And it appears that there are two other characters to unlock in this lineup!
I’ll give you all the lore for main tsp AU once I reveal the design for the final character, but for now you get to learn about my Narrator!
The Narrator is a being known as an Informis Voxumis that has spent years observing humanity. The Narrator and other beings like him do not have natural physical forms, they’re just a voice/consciousness stretched across planes of dimensions and reality. This existence intersecting these planes can allow them to build physical forms for themselves, but it’s incredibly difficult to do so considering the matter that needs to be pieced together in a functional manner. It’s a miracle that The Narrator would eventually manage to pull it off. Informis Voxumis, or ‘Voices’ for something simpler, existed across the galaxy since near the beginning of time, but their numbers have dwindled to the point that The Narrator and his two cohorts have only interacted with each other, and while there’s still probably more out there, it’s unli they’ll ever meet. There are two more Entities similar to the Informis Voxumis that are also watching over Earth and the three Voices, but that’s a story for another day.
The Narrator’s Bio!
(The Narrators fear and disdain for humanity is completely warranted. Not only are living things, to him, gross meat things that do awful gross stuff, but intelligent mortal beings are fully capable of killing or controlling the Informis Voxumis. How? Oh I definitely totally remember how and am certainly not stalling to tell you when I figure it out)
After spending years watching humanity The Narrator begins to grow bored, and while he’s weary about interacting with any aspect of Earth, he’s become insatiably curious. The Narrator gets the clever idea (in his opinion) to create a human and place it in a little sandbox he’s created to study the idiosyncrasies of humanity.
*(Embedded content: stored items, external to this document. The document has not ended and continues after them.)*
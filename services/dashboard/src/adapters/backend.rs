//! services/dashboard/src/adapters/backend.rs
//!
//! This module contains the academic backend adapter, the concrete
//! implementation of the core's entity, inbox, settings and auth ports over
//! HTTP. Every call carries the caller's bearer token explicitly.

use async_trait::async_trait;
use reqwest::{Client, RequestBuilder, Response, StatusCode, Url};
use serde::de::DeserializeOwned;
use serde::Serialize;
use std::time::Duration;
use tracing::{debug, error};
use tracker_core::domain::{AuthContext, Entity, Notification, User, UserSettings};
use tracker_core::ports::{
    AuthService, Credentials, EntityService, NotificationInbox, PortError, PortResult,
    SettingsService, SignUp,
};

use crate::adapters::records::{
    role_to_wire, NotificationRecord, SettingsRecord, SignInRecord, SignUpRecord, TokenRecord,
    UserRecord,
};

//=========================================================================================
// Resource Schemas
//=========================================================================================

/// Where an entity collection lives on the backend.
#[derive(Debug, Clone, Copy)]
pub struct ResourcePaths {
    /// `POST` target for new records (singular noun).
    pub create: &'static str,
    /// Collection root (plural noun); items live at `{collection}/{id}`.
    pub collection: &'static str,
    /// Whether `{collection}/user/{id}` exists.
    pub by_user: bool,
}

/// An entity the backend stores, with its wire record and endpoints.
pub trait Resource: Entity {
    type Record: Serialize + DeserializeOwned + Send + Sync;
    const PATHS: ResourcePaths;

    fn from_record(record: Self::Record) -> Self;
    fn to_record(&self) -> Self::Record;
}

//=========================================================================================
// The Main Adapter Struct
//=========================================================================================

/// An HTTP adapter that implements the core ports against the academic backend.
#[derive(Clone)]
pub struct HttpBackend {
    client: Client,
    base_url: String,
}

impl HttpBackend {
    /// Creates a new `HttpBackend` with the given request timeout.
    pub fn new(base_url: impl Into<String>, timeout: Duration) -> Result<Self, reqwest::Error> {
        let client = Client::builder().timeout(timeout).build()?;
        Ok(Self {
            client,
            base_url: base_url.into().trim_end_matches('/').to_string(),
        })
    }

    fn url(&self, path: &str) -> String {
        format!("{}{}", self.base_url, path)
    }

    /// Appends `segments` to `path`, percent-encoding each one so that ids
    /// cannot add segments or a query of their own.
    fn endpoint(&self, path: &str, segments: &[&str]) -> PortResult<Url> {
        let mut url = Url::parse(&self.url(path))
            .map_err(|e| PortError::Unexpected(format!("Invalid backend URL: {}", e)))?;
        url.path_segments_mut()
            .map_err(|_| PortError::Unexpected("Backend URL cannot carry a path".to_string()))?
            .extend(segments);
        Ok(url)
    }

    fn authorized(&self, request: RequestBuilder, ctx: &AuthContext) -> RequestBuilder {
        request.bearer_auth(ctx.token.expose())
    }

    /// Sends the request and decodes a JSON body.
    async fn fetch<R: DeserializeOwned>(&self, request: RequestBuilder) -> PortResult<R> {
        let response = self.checked(request).await?;
        response
            .json::<R>()
            .await
            .map_err(|e| PortError::Unexpected(format!("Malformed backend response: {}", e)))
    }

    /// Sends the request and discards the body.
    async fn execute(&self, request: RequestBuilder) -> PortResult<()> {
        self.checked(request).await.map(|_| ())
    }

    async fn checked(&self, request: RequestBuilder) -> PortResult<Response> {
        let response = request.send().await.map_err(|e| {
            error!("Backend request failed: {:?}", e);
            PortError::Unexpected(e.to_string())
        })?;

        let status = response.status();
        if status.is_success() {
            return Ok(response);
        }

        let url = response.url().path().to_string();
        let body = response.text().await.unwrap_or_default();
        debug!("Backend answered {} for {}: {}", status, url, body);
        Err(status_error(status, &url, body))
    }
}

fn status_error(status: StatusCode, path: &str, body: String) -> PortError {
    match status {
        StatusCode::UNAUTHORIZED | StatusCode::FORBIDDEN => PortError::Unauthorized,
        StatusCode::NOT_FOUND => PortError::NotFound(path.to_string()),
        StatusCode::BAD_REQUEST | StatusCode::CONFLICT | StatusCode::UNPROCESSABLE_ENTITY => {
            PortError::Invalid(if body.is_empty() {
                status.to_string()
            } else {
                body
            })
        }
        _ => PortError::Unexpected(format!("Backend answered {} for {}", status, path)),
    }
}

//=========================================================================================
// `EntityService` Trait Implementation
//=========================================================================================

#[async_trait]
impl<T: Resource> EntityService<T> for HttpBackend {
    async fn create(&self, ctx: &AuthContext, entity: &T) -> PortResult<T> {
        let request = self
            .client
            .post(self.url(T::PATHS.create))
            .json(&entity.to_record());
        let record: T::Record = self.fetch(self.authorized(request, ctx)).await?;
        Ok(T::from_record(record))
    }

    async fn get_by_id(&self, ctx: &AuthContext, id: &str) -> PortResult<T> {
        let url = self.endpoint(T::PATHS.collection, &[id])?;
        let record: T::Record = self.fetch(self.authorized(self.client.get(url), ctx)).await?;
        Ok(T::from_record(record))
    }

    async fn update(&self, ctx: &AuthContext, id: &str, entity: &T) -> PortResult<T> {
        let url = self.endpoint(T::PATHS.collection, &[id])?;
        let request = self.client.put(url).json(&entity.to_record());
        let record: T::Record = self.fetch(self.authorized(request, ctx)).await?;
        Ok(T::from_record(record))
    }

    async fn delete(&self, ctx: &AuthContext, id: &str) -> PortResult<()> {
        let url = self.endpoint(T::PATHS.collection, &[id])?;
        self.execute(self.authorized(self.client.delete(url), ctx))
            .await
    }

    async fn list_all(&self, ctx: &AuthContext) -> PortResult<Vec<T>> {
        let url = self.url(T::PATHS.collection);
        let records: Vec<T::Record> = self.fetch(self.authorized(self.client.get(url), ctx)).await?;
        Ok(records.into_iter().map(T::from_record).collect())
    }

    async fn list_by_user(&self, ctx: &AuthContext, user_id: &str) -> PortResult<Vec<T>> {
        if !T::PATHS.by_user {
            let all = <Self as EntityService<T>>::list_all(self, ctx).await?;
            return Ok(all
                .into_iter()
                .filter(|e| e.owner_id() == Some(user_id))
                .collect());
        }
        let url = self.endpoint(T::PATHS.collection, &["user", user_id])?;
        let records: Vec<T::Record> = self.fetch(self.authorized(self.client.get(url), ctx)).await?;
        Ok(records.into_iter().map(T::from_record).collect())
    }
}

//=========================================================================================
// Inbox, Settings and Auth Implementations
//=========================================================================================

#[async_trait]
impl NotificationInbox for HttpBackend {
    async fn mark_as_read(
        &self,
        ctx: &AuthContext,
        notification_id: &str,
    ) -> PortResult<Notification> {
        let url = self.endpoint(Notification::PATHS.collection, &[notification_id, "read"])?;
        let record: NotificationRecord =
            self.fetch(self.authorized(self.client.put(url), ctx)).await?;
        Ok(record.to_domain())
    }
}

const SETTINGS_PATH: &str = "/api/user-settings";

#[async_trait]
impl SettingsService for HttpBackend {
    async fn get_settings(&self, ctx: &AuthContext, user_id: &str) -> PortResult<UserSettings> {
        let url = self.endpoint(SETTINGS_PATH, &[user_id])?;
        let record: SettingsRecord = self.fetch(self.authorized(self.client.get(url), ctx)).await?;
        Ok(record.to_domain())
    }

    async fn save_settings(
        &self,
        ctx: &AuthContext,
        settings: &UserSettings,
    ) -> PortResult<UserSettings> {
        let request = self
            .client
            .post(self.url(SETTINGS_PATH))
            .json(&SettingsRecord::from_domain(settings));
        let record: SettingsRecord = self.fetch(self.authorized(request, ctx)).await?;
        Ok(record.to_domain())
    }

    async fn delete_settings(&self, ctx: &AuthContext, user_id: &str) -> PortResult<()> {
        let url = self.endpoint(SETTINGS_PATH, &[user_id])?;
        self.execute(self.authorized(self.client.delete(url), ctx))
            .await
    }
}

#[async_trait]
impl AuthService for HttpBackend {
    async fn sign_in(&self, credentials: &Credentials) -> PortResult<String> {
        let request = self
            .client
            .post(self.url("/api/auth/signin"))
            .json(&SignInRecord {
                email: &credentials.email,
                password: &credentials.password,
            });
        let record: TokenRecord = self.fetch(request).await?;
        record
            .token
            .filter(|t| !t.is_empty())
            .ok_or(PortError::Unauthorized)
    }

    async fn sign_up(&self, request: &SignUp) -> PortResult<User> {
        let body = SignUpRecord {
            first_name: &request.first_name,
            last_name: &request.last_name,
            email: &request.email,
            password: &request.password,
            role: role_to_wire(request.role),
        };
        let request = self.client.post(self.url("/api/auth/signup")).json(&body);
        let record: UserRecord = self.fetch(request).await?;
        Ok(record.to_domain())
    }

    async fn sign_out(&self, ctx: &AuthContext) -> PortResult<()> {
        let request = self.client.get(self.url("/api/auth/signout"));
        self.execute(self.authorized(request, ctx)).await
    }
}
//! services/dashboard/src/adapters/token.rs
//!
//! Reads the claims of a backend-issued JWT without verifying it. Signature
//! verification stays with the backend; the dashboard only needs the user id
//! to parameterize "by user" listings.

use base64::engine::general_purpose::URL_SAFE_NO_PAD;
use base64::Engine;
use chrono::{DateTime, Utc};
use serde_json::{Map, Value};
use tracker_core::ports::{PortError, PortResult, TokenClaims, TokenDecoder};

#[derive(Debug, Default, Clone, Copy)]
pub struct JwtTokenDecoder;

const USER_ID_CLAIMS: [&str; 4] = ["userId", "user_id", "sub", "id"];
const NAME_CLAIMS: [&str; 3] = ["name", "firstName", "username"];

impl TokenDecoder for JwtTokenDecoder {
    fn decode(&self, token: &str) -> PortResult<TokenClaims> {
        let payload_segment = token
            .split('.')
            .nth(1)
            .ok_or_else(|| PortError::Invalid("Token is not a JWT".to_string()))?;

        let bytes = URL_SAFE_NO_PAD
            .decode(payload_segment.trim_end_matches('='))
            .map_err(|e| PortError::Invalid(format!("Token payload is not base64url: {}", e)))?;

        let payload: Map<String, Value> = serde_json::from_slice(&bytes)
            .map_err(|e| PortError::Invalid(format!("Token payload is not a JSON object: {}", e)))?;

        let user_id = USER_ID_CLAIMS
            .iter()
            .find_map(|claim| match payload.get(*claim) {
                Some(Value::String(id)) if !id.is_empty() => Some(id.clone()),
                Some(Value::Number(n)) => Some(n.to_string()),
                _ => None,
            })
            .ok_or_else(|| PortError::Invalid("Token carries no user id".to_string()))?;

        let display_name = NAME_CLAIMS.iter().find_map(|claim| {
            payload
                .get(*claim)
                .and_then(Value::as_str)
                .filter(|name| !name.is_empty())
                .map(str::to_string)
        });

        let expires_at = payload
            .get("exp")
            .and_then(numeric_date)
            .and_then(|secs| DateTime::<Utc>::from_timestamp(secs, 0));

        Ok(TokenClaims {
            user_id,
            display_name,
            expires_at,
        })
    }
}

// `exp` is a NumericDate, which may carry a fractional part.
fn numeric_date(value: &Value) -> Option<i64> {
    value.as_i64().or_else(|| {
        value
            .as_f64()
            .filter(|secs| secs.is_finite())
            .map(|secs| secs.trunc() as i64)
    })
}
//! services/dashboard/src/bin/openapi.rs
//!
//! Writes the dashboard's OpenAPI document to `openapi.json`, or to the path
//! given as the first argument.

use dashboard_lib::web::rest::ApiDoc;
use utoipa::OpenApi;

fn generate_spec(
    api_doc: utoipa::openapi::OpenApi,
    path: &str,
) -> Result<(), Box<dyn std::error::Error>> {
    let spec_json = api_doc.to_pretty_json()?;
    std::fs::write(path, spec_json)?;
    println!("OpenAPI document written to {}", path);
    Ok(())
}

fn main() -> Result<(), Box<dyn std::error::Error>> {
    let path = std::env::args()
        .nth(1)
        .unwrap_or_else(|| "openapi.json".to_string());
    generate_spec(ApiDoc::openapi(), &path)
}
This is the start of The Parable.
Unfortunately for The Narrator, he doesn’t really know what he’s doing and while he thinks he’s making a completely original human, he’s actually plucked the recently deceased soul of one Stanley and has begun fiddling around with it. The original Stanley is mostly lost in this process, and beyond the few remanents left of Stanley, he is nothing more than a shell of what he once was, so at first he doesn’t really do much. The Narrator then has to tweak Stanley until he can move around, understand orders, etc. This creates a new Stanley with no memories of the past beyond what the Narrator has shoved into him for his character. This new Stanley starts out curious and optimistic, but you know how the story goes by now. He loses that optimism, starts doing everything he can to go against and irritate The Narrator, and they start butting heads. This begins their on again off again friendship and rivalry.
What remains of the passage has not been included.